O cavaco puxa a introdução com uma leveza e uma harmonia tipicamente brasileiras. Macia, levemente sensual e completamente convidativa, a melodia construída pelo instrumento, de maneira inconsciente e involuntária, leva o ouvinte à dança. Ao lado do toque opaco do bongô, o instrumento vai sendo capaz de tornar o ecossistema em algo fresco e de singelezas estonteantes.
É nesse momento que o escopo lírico começa a ser cuidadosamente elaborado. Ocasionado por uma voz masculina de timbre levemente nasal de forma a rememorar aquele tom iconicamente nostálgico de Claudinho, ela consegue, ao mesmo tempo, amplificar os caráteres de maciez e suavidade da canção, como também enaltecer o frescor que dela transpira. Ainda assim, existe algo de intrigante nesse espectro.

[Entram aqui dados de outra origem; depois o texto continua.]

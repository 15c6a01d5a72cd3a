use std::sync::OnceLock;

use crate::runtime::Runtime;

static INSTALLED: OnceLock<()> = OnceLock::new();

/// Enable the state plugin for this process.
///
/// Primes the default [`Runtime`] and flips a process-wide flag. Safe to
/// call any number of times from any thread; only the first call does
/// anything. Returns whether this call performed the installation.
///
/// [`build`](crate::StoreBuilder::build) calls this itself, so enablement
/// always happens before a store exists; calling it earlier by hand, as
/// [`create_store`](crate::create_store) does, is harmless.
pub fn install() -> bool {
    let first = INSTALLED.set(()).is_ok();
    if first {
        Runtime::global();
        tracing::debug!("state plugin installed");
    } else {
        tracing::trace!("state plugin already installed");
    }
    first
}

/// Whether [`install`] has run in this process.
pub fn is_installed() -> bool {
    INSTALLED.get().is_some()
}

#[cfg(test)]
mod tests {
    use super::*;

    #[test]
    fn repeat_installs_are_refused() {
        // Some other test may have installed already; only the repeat
        // behavior is deterministic here.
        install();
        assert!(is_installed());
        assert!(!install());
        assert!(!install());
    }
}
//! Watchers and derived values reacting to commits.

use number_place_store::create_store;
use number_place_store::number_place::{self, Cell, Mutation, NumberPlace};

fn main() -> Result<(), Box<dyn std::error::Error>> {
    println!("=== Watching the board ===\n");

    let store = create_store()?;
    let game = store.module::<NumberPlace>(number_place::KEY)?;

    let selection = game.watch(|state| match state.selected {
        Some(cell) => println!("   [watch] cursor at row {}, col {}", cell.row, cell.col),
        None => println!("   [watch] no cell selected"),
    });

    let filled = game.derived(|state| 81 - state.remaining());

    println!("Entering digits...");
    game.commit(Mutation::Select(Cell::new(0, 0)));
    game.commit(Mutation::Enter(5));
    game.commit(Mutation::Select(Cell::new(4, 4)));
    game.commit(Mutation::Enter(7));
    println!("Cells filled: {}\n", filled.get());

    println!("Detaching the watcher; further commits are quiet.");
    drop(selection);
    game.commit(Mutation::Select(Cell::new(8, 8)));
    game.commit(Mutation::Enter(2));
    println!("Cells filled: {}", filled.get());

    Ok(())
}
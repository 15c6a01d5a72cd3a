use thiserror::Error;

/// Boxed error an action handler may return.
///
/// Handlers bubble up whatever went wrong (bad payloads, failed IO in the
/// caller's wiring); the store wraps it into [`StoreError::Action`] with
/// the module key attached.
pub type ModuleError = Box<dyn std::error::Error + Send + Sync + 'static>;

/// Errors surfaced by the store layer.
#[derive(Debug, Error)]
pub enum StoreError {
    /// A builder was given the same module key twice.
    #[error("module key {0:?} is already registered")]
    DuplicateModule(String),

    /// A lookup used a key no module was mounted under.
    #[error("no module registered under key {0:?}")]
    UnknownModule(String),

    /// A lookup asked for a different module type than the one mounted.
    #[error("module {key:?} is not a {expected}")]
    ModuleShape {
        key: String,
        expected: &'static str,
    },

    /// An action handler failed.
    #[error("action failed in module {module:?}")]
    Action {
        module: String,
        #[source]
        source: ModuleError,
    },

    /// A module state could not be serialized for a snapshot.
    #[error("could not snapshot state of module {module:?}")]
    Snapshot {
        module: String,
        #[source]
        source: serde_json::Error,
    },
}
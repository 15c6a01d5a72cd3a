use std::collections::BTreeMap;
use std::fmt;
use std::sync::{Arc, RwLock};

use crate::runtime::Runtime;
use crate::store::error::StoreError;
use crate::store::module::Module;
use crate::store::plugin;
use crate::store::store::{AnyMounted, Mounted, StateCell, Store, StoreInner};

/// Configuration object for a [`Store`]: the named-module mapping.
///
/// The builder captures the runtime current at creation, so stores built
/// inside [`Runtime::scope`] stay on that scope's runtime even if they
/// outlive the scope.
pub struct StoreBuilder {
    runtime: Arc<Runtime>,
    modules: BTreeMap<String, Arc<dyn AnyMounted>>,
}

impl StoreBuilder {
    pub fn new() -> Self {
        Self {
            runtime: Runtime::current(),
            modules: BTreeMap::new(),
        }
    }

    /// Mount `module` under `key`.
    ///
    /// The module's state factory runs here and the result becomes the
    /// live state once the store is built. Keys are unique; reusing one
    /// is an error rather than a silent replacement.
    pub fn module<M: Module>(
        mut self,
        key: impl Into<String>,
        module: M,
    ) -> Result<Self, StoreError> {
        let key = key.into();
        if self.modules.contains_key(&key) {
            return Err(StoreError::DuplicateModule(key));
        }

        let cell = StateCell {
            value: Arc::new(RwLock::new(module.initial_state())),
            id: self.runtime.next_id(),
        };
        self.modules.insert(key, Arc::new(Mounted { module, cell }));
        Ok(self)
    }

    /// Seal the module mapping and construct the store.
    ///
    /// Installs the state plugin first, a no-op after the first time, so
    /// enablement always precedes construction.
    pub fn build(self) -> Store {
        plugin::install();
        tracing::debug!(modules = self.modules.len(), "store built");

        Store::from_inner(Arc::new(StoreInner {
            modules: self.modules,
            subscribers: RwLock::new(Vec::new()),
            runtime: self.runtime,
        }))
    }
}

impl Default for StoreBuilder {
    fn default() -> Self {
        Self::new()
    }
}

impl fmt::Debug for StoreBuilder {
    fn fmt(&self, f: &mut fmt::Formatter<'_>) -> fmt::Result {
        f.debug_struct("StoreBuilder")
            .field("modules", &self.modules.keys())
            .finish_non_exhaustive()
    }
}
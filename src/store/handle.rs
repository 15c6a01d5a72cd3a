use std::fmt;
use std::sync::{Arc, Weak};

use crate::runtime::Runtime;
use crate::store::derived::Derived;
use crate::store::error::StoreError;
use crate::store::module::{ActionContext, Module};
use crate::store::store::{CommitEvent, Mounted, StoreInner};

/// Typed access to one mounted module.
///
/// Handles are cheap to clone and all refer to the same live state; they
/// are how mutations are committed, actions dispatched and state read.
/// Reads made inside a [`Derived`] computation or a watcher are tracked
/// against this module, so commits to it invalidate exactly the values
/// that depend on it.
pub struct ModuleHandle<M: Module> {
    key: String,
    mounted: Arc<Mounted<M>>,
    store: Arc<StoreInner>,
}

impl<M: Module> ModuleHandle<M> {
    pub(crate) fn new(key: String, mounted: Arc<Mounted<M>>, store: Arc<StoreInner>) -> Self {
        Self {
            key,
            mounted,
            store,
        }
    }

    /// Key this module is mounted under.
    pub fn key(&self) -> &str {
        &self.key
    }

    /// Clone of the current module state.
    pub fn get(&self) -> M::State {
        self.store.runtime.track_read(self.mounted.cell.id);
        self.mounted.cell.value.read().unwrap().clone()
    }

    /// Read the state in place, without cloning.
    pub fn read<R>(&self, f: impl FnOnce(&M::State) -> R) -> R {
        self.store.runtime.track_read(self.mounted.cell.id);
        let state = self.mounted.cell.value.read().unwrap();
        f(&state)
    }

    /// Commit a mutation.
    ///
    /// The mutation is applied synchronously under the state lock. Once
    /// the lock is released, watchers and derived values that read this
    /// module are invalidated, then store-wide subscribers see the
    /// [`CommitEvent`].
    pub fn commit(&self, mutation: M::Mutation) {
        tracing::debug!(module = %self.key, mutation = ?mutation, "commit");

        // Render the event up front: the mutation is consumed by `mutate`.
        let event = self.store.has_subscribers().then(|| CommitEvent {
            module: self.key.clone(),
            mutation: format!("{mutation:?}"),
        });

        {
            let mut state = self.mounted.cell.value.write().unwrap();
            self.mounted.module.mutate(&mut state, mutation);
        }

        self.store.runtime.invalidate(self.mounted.cell.id);
        if let Some(event) = event {
            self.store.emit(&event);
        }
    }

    /// Run an action through the module's handler.
    ///
    /// The handler commits mutations as it goes; there is no rollback on
    /// failure, the error just reports where the action stopped.
    pub fn dispatch(&self, action: M::Action) -> Result<(), StoreError> {
        tracing::debug!(module = %self.key, action = ?action, "dispatch");

        let ctx = ActionContext::new(self);
        self.mounted
            .module
            .handle(&ctx, action)
            .map_err(|source| StoreError::Action {
                module: self.key.clone(),
                source,
            })
    }

    /// Watch this module's state.
    ///
    /// `f` runs once immediately with the current state, then again after
    /// every commit to this module, on the committing thread. Dropping
    /// the returned [`Subscription`] detaches the watcher.
    pub fn watch<F>(&self, f: F) -> Subscription
    where
        F: Fn(&M::State) + Send + Sync + 'static,
    {
        let runtime = Arc::clone(&self.store.runtime);
        let id = runtime.next_id();
        let value = Arc::clone(&self.mounted.cell.value);

        let callback = Arc::new(f);
        let rerun = Arc::clone(&callback);
        runtime.register_watcher(id, move || {
            let state = value.read().unwrap();
            rerun(&state);
        });
        runtime.with_observer(id, || runtime.track_read(self.mounted.cell.id));

        {
            let state = self.mounted.cell.value.read().unwrap();
            callback(&state);
        }

        Subscription {
            id,
            runtime: Arc::downgrade(&runtime),
        }
    }

    /// A cached value computed from this module's state.
    ///
    /// Sugar over [`Store::derived`](crate::Store::derived) for the
    /// single-module case.
    pub fn derived<T, F>(&self, f: F) -> Derived<T>
    where
        T: Clone + Send + Sync + 'static,
        F: Fn(&M::State) -> T + Send + Sync + 'static,
    {
        let handle = self.clone();
        Derived::new(Arc::clone(&self.store.runtime), move || handle.read(&f))
    }
}

impl<M: Module> fmt::Debug for ModuleHandle<M> {
    fn fmt(&self, f: &mut fmt::Formatter<'_>) -> fmt::Result {
        f.debug_struct("ModuleHandle")
            .field("key", &self.key)
            .finish_non_exhaustive()
    }
}

impl<M: Module> Clone for ModuleHandle<M> {
    fn clone(&self) -> Self {
        Self {
            key: self.key.clone(),
            mounted: Arc::clone(&self.mounted),
            store: Arc::clone(&self.store),
        }
    }
}

/// Keeps a watcher alive. Dropping it detaches the watcher from the
/// runtime; the watcher never fires again.
pub struct Subscription {
    id: usize,
    runtime: Weak<Runtime>,
}

impl Drop for Subscription {
    fn drop(&mut self) {
        if let Some(runtime) = self.runtime.upgrade() {
            runtime.remove_watcher(self.id);
        }
    }
}

#[cfg(test)]
mod tests {
    use super::*;
    use crate::store::store::Store;
    use crate::store::testutil::{Counter, CounterAction, CounterMutation};
    use std::sync::atomic::{AtomicUsize, Ordering};
    use std::sync::Mutex;

    fn counter_store() -> (Store, ModuleHandle<Counter>) {
        let store = Store::builder()
            .module("counter", Counter)
            .unwrap()
            .build();
        let handle = store.module::<Counter>("counter").unwrap();
        (store, handle)
    }

    #[test]
    fn commits_apply_in_order() {
        let (_store, counter) = counter_store();

        counter.commit(CounterMutation::Add(5));
        counter.commit(CounterMutation::Add(2));
        assert_eq!(counter.get().value, 7);

        counter.commit(CounterMutation::Reset);
        assert_eq!(counter.read(|s| s.value), 0);
    }

    #[test]
    fn actions_commit_through_their_context() {
        let (_store, counter) = counter_store();

        counter.dispatch(CounterAction::AddTwice(4)).unwrap();
        assert_eq!(counter.get().value, 8);
    }

    #[test]
    fn failed_actions_name_the_module() {
        let (_store, counter) = counter_store();

        let err = counter.dispatch(CounterAction::Fail).unwrap_err();
        match err {
            StoreError::Action { module, source } => {
                assert_eq!(module, "counter");
                assert_eq!(source.to_string(), "counter cannot do that");
            }
            other => panic!("unexpected error: {other:?}"),
        }
    }

    #[test]
    fn watchers_fire_immediately_and_per_commit() {
        Runtime::scope(|| {
            let (_store, counter) = counter_store();

            let seen = Arc::new(Mutex::new(Vec::new()));
            let sink = Arc::clone(&seen);
            let sub = counter.watch(move |state| sink.lock().unwrap().push(state.value));

            counter.commit(CounterMutation::Add(1));
            counter.commit(CounterMutation::Add(1));
            assert_eq!(*seen.lock().unwrap(), vec![0, 1, 2]);

            drop(sub);
            counter.commit(CounterMutation::Add(1));
            assert_eq!(*seen.lock().unwrap(), vec![0, 1, 2]);
        });
    }

    #[test]
    fn watchers_on_one_handle_see_commits_from_another() {
        Runtime::scope(|| {
            let (store, counter) = counter_store();
            let other = store.module::<Counter>("counter").unwrap();

            let calls = Arc::new(AtomicUsize::new(0));
            let bump = Arc::clone(&calls);
            let _sub = counter.watch(move |_| {
                bump.fetch_add(1, Ordering::SeqCst);
            });

            other.commit(CounterMutation::Add(1));
            assert_eq!(calls.load(Ordering::SeqCst), 2);
        });
    }
}
//! Game state for the number-place puzzle.
//!
//! This is the one module the application mounts, under [`KEY`]. It keeps
//! the puzzle clues, the player's board, the selected cell and a running
//! problem index; play happens through its [`Mutation`]s and [`Action`]s.
//! Solving and validation live elsewhere, this module only holds state.

mod grid;

pub use grid::{Cell, Grid, ProblemError, SIZE};

use serde::Serialize;

use crate::store::{ActionContext, Module, ModuleError};

/// Key the module is mounted under. It faces the JSON snapshot, so it is
/// camel-cased like the rest of the state tree.
pub const KEY: &str = "numberPlace";

/// Everything the game screen needs to draw a round.
#[derive(Clone, Debug, Default, PartialEq, Eq, Serialize)]
#[serde(rename_all = "camelCase")]
pub struct NumberPlaceState {
    /// The puzzle clues. Fixed for the duration of a round.
    pub givens: Grid,
    /// The board as played, clues included.
    pub entries: Grid,
    /// The cell digits are entered into, if any.
    pub selected: Option<Cell>,
    /// How many problems have been loaded so far; doubles as the index
    /// to request the next problem with.
    pub problem_index: usize,
}

impl NumberPlaceState {
    /// Digit currently on the board at `cell`, `0` when empty.
    pub fn digit(&self, cell: Cell) -> u8 {
        self.entries.digit(cell)
    }

    /// Whether `cell` holds a clue.
    pub fn is_given(&self, cell: Cell) -> bool {
        self.givens.digit(cell) != 0
    }

    /// Cells still empty on the board.
    pub fn remaining(&self) -> usize {
        self.entries.count(0)
    }

    /// Cells the puzzle left open for the player.
    pub fn open_cells(&self) -> usize {
        self.givens.count(0)
    }
}

/// Atomic state changes of a round.
#[derive(Debug)]
pub enum Mutation {
    /// Make a cell the entry target. Clue cells and off-board positions
    /// are refused; the previous selection stays.
    Select(Cell),
    /// Write a digit at the selected cell, `0` clearing it. Dropped when
    /// nothing is selected or the digit is above 9.
    Enter(u8),
    /// Install a new puzzle: clues and board both become the given grid,
    /// the selection clears and the problem index advances.
    LoadProblem(Grid),
    /// Wipe the player's entries, back to the bare clues.
    Restart,
}

/// Higher-level operations, resolved into mutations.
#[derive(Debug)]
pub enum Action {
    /// Start a round on the given puzzle.
    NewGame(Grid),
    /// Start a round from a problem payload in the JSON wire format.
    NewGameFromJson(String),
    /// Select a cell and enter a digit in one step.
    Place { cell: Cell, digit: u8 },
    /// Start the current puzzle over.
    Restart,
}

/// The module itself. Stateless; every bit of game state lives in the
/// store.
#[derive(Debug, Default)]
pub struct NumberPlace;

impl Module for NumberPlace {
    type State = NumberPlaceState;
    type Mutation = Mutation;
    type Action = Action;

    fn initial_state(&self) -> NumberPlaceState {
        NumberPlaceState::default()
    }

    fn mutate(&self, state: &mut NumberPlaceState, mutation: Mutation) {
        match mutation {
            Mutation::Select(cell) => {
                if !cell.in_bounds() {
                    tracing::warn!(?cell, "selection off the board, ignored");
                } else if state.is_given(cell) {
                    tracing::debug!(?cell, "clue cells cannot be selected");
                } else {
                    state.selected = Some(cell);
                }
            }
            Mutation::Enter(digit) => {
                if digit > 9 {
                    tracing::warn!(digit, "digit out of range, ignored");
                } else if let Some(cell) = state.selected {
                    state.entries.set(cell, digit);
                } else {
                    tracing::debug!(digit, "no cell selected, digit dropped");
                }
            }
            Mutation::LoadProblem(grid) => {
                state.givens = grid;
                state.entries = grid;
                state.selected = None;
                state.problem_index += 1;
            }
            Mutation::Restart => {
                state.entries = state.givens;
            }
        }
    }

    fn handle(&self, ctx: &ActionContext<'_, Self>, action: Action) -> Result<(), ModuleError> {
        match action {
            Action::NewGame(grid) => {
                ctx.commit(Mutation::LoadProblem(grid));
                Ok(())
            }
            Action::NewGameFromJson(json) => {
                let grid = Grid::from_json(&json)?;
                ctx.commit(Mutation::LoadProblem(grid));
                Ok(())
            }
            Action::Place { cell, digit } => {
                if !cell.in_bounds() || ctx.read(|state| state.is_given(cell)) {
                    tracing::debug!(?cell, digit, "cannot place here");
                    return Ok(());
                }
                ctx.commit(Mutation::Select(cell));
                ctx.commit(Mutation::Enter(digit));
                Ok(())
            }
            Action::Restart => {
                ctx.commit(Mutation::Restart);
                Ok(())
            }
        }
    }
}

A forma como o cantor vive o escopo verbal é capaz de despejar sobre a canção certas doses de uma melancolia que, apesar de perceptível, facilmente se esconde perante a instrumentação pagodeira. Isso acontece especialmente porque Nunca Mais, entoada diante do português brasileiro, oferece uma pungente reflexão em relação ao ritmo acelerado da vida moderna. Dessa forma, a obra acaba servindo como um lembrete para que o ouvinte diminua o compasso, respire profundamente e deposite a atenção naquelas coisas que realmente importam.